Each line below either holds the string "EnvFilter" or doesn't. Count those that do and give only the number.

Collected data

Content starts

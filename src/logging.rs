// SPDX-License-Identifier: AGPL-3.0-or-later
//
// Copyright (C) 2026 Relational Network

//! Tracing subscriber setup.

use tracing_subscriber::{fmt, layer::SubscriberExt, util::SubscriberInitExt, EnvFilter};

use crate::config::{LogFormat, DEFAULT_LOG_FILTER};

/// Install the global subscriber.
///
/// `RUST_LOG` overrides [`DEFAULT_LOG_FILTER`]. Exits the process if the
/// filter cannot be parsed.
pub fn init_logging(format: LogFormat) {
    let filter = match EnvFilter::try_from_default_env()
        .or_else(|_| EnvFilter::try_new(DEFAULT_LOG_FILTER))
    {
        Ok(filter) => filter,
        Err(e) => {
            eprintln!("FATAL: Failed to create log filter: {e}");
            std::process::exit(1);
        }
    };

    let registry = tracing_subscriber::registry().with(filter);
    match format {
        LogFormat::Json => registry
            .with(
                fmt::layer()
                    .json()
                    .with_target(true)
                    .with_current_span(true)
                    .flatten_event(true),
            )
            .init(),
        LogFormat::Pretty => registry.with(fmt::layer().with_target(true)).init(),
    }

    tracing::info!(?format, "Logging initialized");
}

Content ends

__Expected output__:
3